## EXERCISE OBJECTIVE
Could you output every record again, exactly as given?

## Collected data
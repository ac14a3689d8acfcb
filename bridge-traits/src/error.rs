use std::path::PathBuf;
use thiserror::Error;

#[derive(Error, Debug)]
pub enum BridgeError {
    #[error("Bridge capability not available: {0}")]
    NotAvailable(String),

    #[error("Bridge operation failed: {0}")]
    OperationFailed(String),

    #[error("Path not found: {}", .0.display())]
    PathNotFound(PathBuf),

    #[error("IO error: {0}")]
    Io(#[from] std::io::Error),
}

impl BridgeError {
    /// Whether this error means the path simply does not exist.
    pub fn is_not_found(&self) -> bool {
        match self {
            BridgeError::PathNotFound(_) => true,
            BridgeError::Io(e) => e.kind() == std::io::ErrorKind::NotFound,
            _ => false,
        }
    }
}

pub type Result<T> = std::result::Result<T, BridgeError>;
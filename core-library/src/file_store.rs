//! File store access
//!
//! Resolves content hashes to files on disk through [`FileSystemAccess`] and
//! enumerates what the thumbnail store holds.

use crate::error::{LibraryError, Result};
use crate::models::{ContentHash, Mime};
use crate::paths::{shard_prefixes, PathScheme, RESIZED_SUFFIX};
use async_trait::async_trait;
use bridge_traits::storage::FileSystemAccess;
use std::collections::HashSet;
use std::path::{Path, PathBuf};
use std::sync::Arc;
use tracing::{debug, warn};

/// Locates the original file for a content hash.
#[async_trait]
pub trait FileLocator: Send + Sync {
    /// Path of the stored file.
    ///
    /// With `mime` unknown every accepted type is probed in
    /// [`Mime::ALLOWED`] order.
    ///
    /// # Errors
    ///
    /// `LibraryError::NotFound` when no candidate exists on disk.
    async fn file_path(&self, hash: &ContentHash, mime: Option<Mime>) -> Result<PathBuf>;
}

/// Content-addressed file store rooted at a [`PathScheme`].
pub struct FileStore {
    scheme: PathScheme,
    fs: Arc<dyn FileSystemAccess>,
}

impl FileStore {
    pub fn new(scheme: PathScheme, fs: Arc<dyn FileSystemAccess>) -> Self {
        Self { scheme, fs }
    }

    pub fn scheme(&self) -> &PathScheme {
        &self.scheme
    }

    /// Resolve a hash under an arbitrary file root.
    pub async fn resolve_storage_path(
        &self,
        root: &Path,
        hash: &ContentHash,
        mime: Option<Mime>,
    ) -> Result<PathBuf> {
        let candidates: Vec<Mime> = match mime {
            Some(mime) => vec![mime],
            None => Mime::ALLOWED.to_vec(),
        };

        for candidate in candidates {
            let path = PathScheme::expected_file_path(root, hash, candidate);
            if self.fs.exists(&path).await? {
                return Ok(path);
            }
        }

        Err(LibraryError::NotFound {
            hash: hash.to_hex(),
        })
    }

    /// Hashes that have a full-size thumbnail.
    ///
    /// Scaled thumbnails, names that are not a hex digest and missing shard
    /// directories are skipped.
    pub async fn thumbnail_hashes(&self) -> Result<HashSet<ContentHash>> {
        let mut hashes = HashSet::new();

        for prefix in shard_prefixes() {
            let dir = self.scheme.thumbnails_root().join(&prefix);
            let entries = match self.fs.list_directory(&dir).await {
                Ok(entries) => entries,
                Err(e) if e.is_not_found() => continue,
                Err(e) => return Err(e.into()),
            };

            for entry in entries {
                let Some(name) = entry.file_name().and_then(|name| name.to_str()) else {
                    continue;
                };
                if name.ends_with(RESIZED_SUFFIX) {
                    continue;
                }
                match ContentHash::from_hex(name) {
                    Ok(hash) => {
                        hashes.insert(hash);
                    }
                    Err(_) => debug!(path = ?entry, "Skipping unrecognised thumbnail entry"),
                }
            }
        }

        Ok(hashes)
    }

    /// Breadth-first expansion of directories into the files they contain.
    ///
    /// Paths that are not directories are returned as given, so a missing
    /// path passes through for the caller to report.
    pub async fn expand_paths(&self, raw_paths: Vec<PathBuf>) -> Result<Vec<PathBuf>> {
        let mut file_paths = Vec::new();
        let mut to_process = raw_paths;

        while !to_process.is_empty() {
            let mut next = Vec::new();

            for path in to_process {
                if self.fs.is_directory(&path).await? {
                    let mut children = self.fs.list_directory(&path).await?;
                    children.sort();
                    next.extend(children);
                } else {
                    file_paths.push(path);
                }
            }

            to_process = next;
        }

        Ok(file_paths)
    }
}

#[async_trait]
impl FileLocator for FileStore {
    async fn file_path(&self, hash: &ContentHash, mime: Option<Mime>) -> Result<PathBuf> {
        let result = self
            .resolve_storage_path(self.scheme.files_root(), hash, mime)
            .await;
        if let Err(LibraryError::NotFound { .. }) = &result {
            warn!(hash = %hash, ?mime, "File missing from store");
        }
        result
    }
}
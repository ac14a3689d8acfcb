use thiserror::Error;

/// Errors raised while assembling the runtime.
#[derive(Error, Debug)]
pub enum Error {
    /// A `CoreConfig` setting is missing or inconsistent
    #[error("Invalid configuration: {0}")]
    Config(String),

    /// The host did not supply a bridge the store needs
    #[error("Capability missing: {capability} - {message}")]
    CapabilityMissing { capability: String, message: String },

    #[error("Logging setup failed: {0}")]
    Logging(String),
}

pub type Result<T> = std::result::Result<T, Error>;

## SOLUTION TO THIS EXERCISE
repository ac14a3689d8acfcb
filename bridge-traits/src/error.rs
use std::path::PathBuf;
use thiserror::Error;

#[derive(Error, Debug)]
pub enum BridgeError {
    #[error("Bridge capability not available: {0}")]
    NotAvailable(String),

    #[error("Bridge operation failed: {0}")]
    OperationFailed(String),

    #[error("Path not found: {}", .0.display())]
    PathNotFound(PathBuf),

    #[error("IO error: {0}")]
    Io(#[from] std::io::Error),
}

impl BridgeError {
    /// Whether this error means the path simply does not exist.
    pub fn is_not_found(&self) -> bool {
        match self {
            BridgeError::PathNotFound(_) => true,
            BridgeError::Io(e) => e.kind() == std::io::ErrorKind::NotFound,
            _ => false,
        }
    }
}

pub type Result<T> = std::result::Result<T, BridgeError>;
filename core-library/src/file_store.rs
//! File store access
//!
//! Resolves content hashes to files on disk through [`FileSystemAccess`] and
//! enumerates what the thumbnail store holds.

use crate::error::{LibraryError, Result};
use crate::models::{ContentHash, Mime};
use crate::paths::{shard_prefixes, PathScheme, RESIZED_SUFFIX};
use async_trait::async_trait;
use bridge_traits::storage::FileSystemAccess;
use std::collections::HashSet;
use std::path::{Path, PathBuf};
use std::sync::Arc;
use tracing::{debug, warn};

/// Locates the original file for a content hash.
#[async_trait]
pub trait FileLocator: Send + Sync {
    /// Path of the stored file.
    ///
    /// With `mime` unknown every accepted type is probed in
    /// [`Mime::ALLOWED`] order.
    ///
    /// # Errors
    ///
    /// `LibraryError::NotFound` when no candidate exists on disk.
    async fn file_path(&self, hash: &ContentHash, mime: Option<Mime>) -> Result<PathBuf>;
}

/// Content-addressed file store rooted at a [`PathScheme`].
pub struct FileStore {
    scheme: PathScheme,
    fs: Arc<dyn FileSystemAccess>,
}

impl FileStore {
    pub fn new(scheme: PathScheme, fs: Arc<dyn FileSystemAccess>) -> Self {
        Self { scheme, fs }
    }

    pub fn scheme(&self) -> &PathScheme {
        &self.scheme
    }

    /// Resolve a hash under an arbitrary file root.
    pub async fn resolve_storage_path(
        &self,
        root: &Path,
        hash: &ContentHash,
        mime: Option<Mime>,
    ) -> Result<PathBuf> {
        let candidates: Vec<Mime> = match mime {
            Some(mime) => vec![mime],
            None => Mime::ALLOWED.to_vec(),
        };

        for candidate in candidates {
            let path = PathScheme::expected_file_path(root, hash, candidate);
            if self.fs.exists(&path).await? {
                return Ok(path);
            }
        }

        Err(LibraryError::NotFound {
            hash: hash.to_hex(),
        })
    }

    /// Hashes that have a full-size thumbnail.
    ///
    /// Scaled thumbnails, names that are not a hex digest and missing shard
    /// directories are skipped.
    pub async fn thumbnail_hashes(&self) -> Result<HashSet<ContentHash>> {
        let mut hashes = HashSet::new();

        for prefix in shard_prefixes() {
            let dir = self.scheme.thumbnails_root().join(&prefix);
            let entries = match self.fs.list_directory(&dir).await {
                Ok(entries) => entries,
                Err(e) if e.is_not_found() => continue,
                Err(e) => return Err(e.into()),
            };

            for entry in entries {
                let Some(name) = entry.file_name().and_then(|name| name.to_str()) else {
                    continue;
                };
                if name.ends_with(RESIZED_SUFFIX) {
                    continue;
                }
                match ContentHash::from_hex(name) {
                    Ok(hash) => {
                        hashes.insert(hash);
                    }
                    Err(_) => debug!(path = ?entry, "Skipping unrecognised thumbnail entry"),
                }
            }
        }

        Ok(hashes)
    }

    /// Breadth-first expansion of directories into the files they contain.
    ///
    /// Paths that are not directories are returned as given, so a missing
    /// path passes through for the caller to report.
    pub async fn expand_paths(&self, raw_paths: Vec<PathBuf>) -> Result<Vec<PathBuf>> {
        let mut file_paths = Vec::new();
        let mut to_process = raw_paths;

        while !to_process.is_empty() {
            let mut next = Vec::new();

            for path in to_process {
                if self.fs.is_directory(&path).await? {
                    let mut children = self.fs.list_directory(&path).await?;
                    children.sort();
                    next.extend(children);
                } else {
                    file_paths.push(path);
                }
            }

            to_process = next;
        }

        Ok(file_paths)
    }
}

#[async_trait]
impl FileLocator for FileStore {
    async fn file_path(&self, hash: &ContentHash, mime: Option<Mime>) -> Result<PathBuf> {
        let result = self
            .resolve_storage_path(self.scheme.files_root(), hash, mime)
            .await;
        if let Err(LibraryError::NotFound { .. }) = &result {
            warn!(hash = %hash, ?mime, "File missing from store");
        }
        result
    }
}
repository ac14a3689d8acfcb
use thiserror::Error;

/// Errors raised while assembling the runtime.
#[derive(Error, Debug)]
pub enum Error {
    /// A `CoreConfig` setting is missing or inconsistent
    #[error("Invalid configuration: {0}")]
    Config(String),

    /// The host did not supply a bridge the store needs
    #[error("Capability missing: {capability} - {message}")]
    CapabilityMissing { capability: String, message: String },

    #[error("Logging setup failed: {0}")]
    Logging(String),
}

pub type Result<T> = std::result::Result<T, Error>;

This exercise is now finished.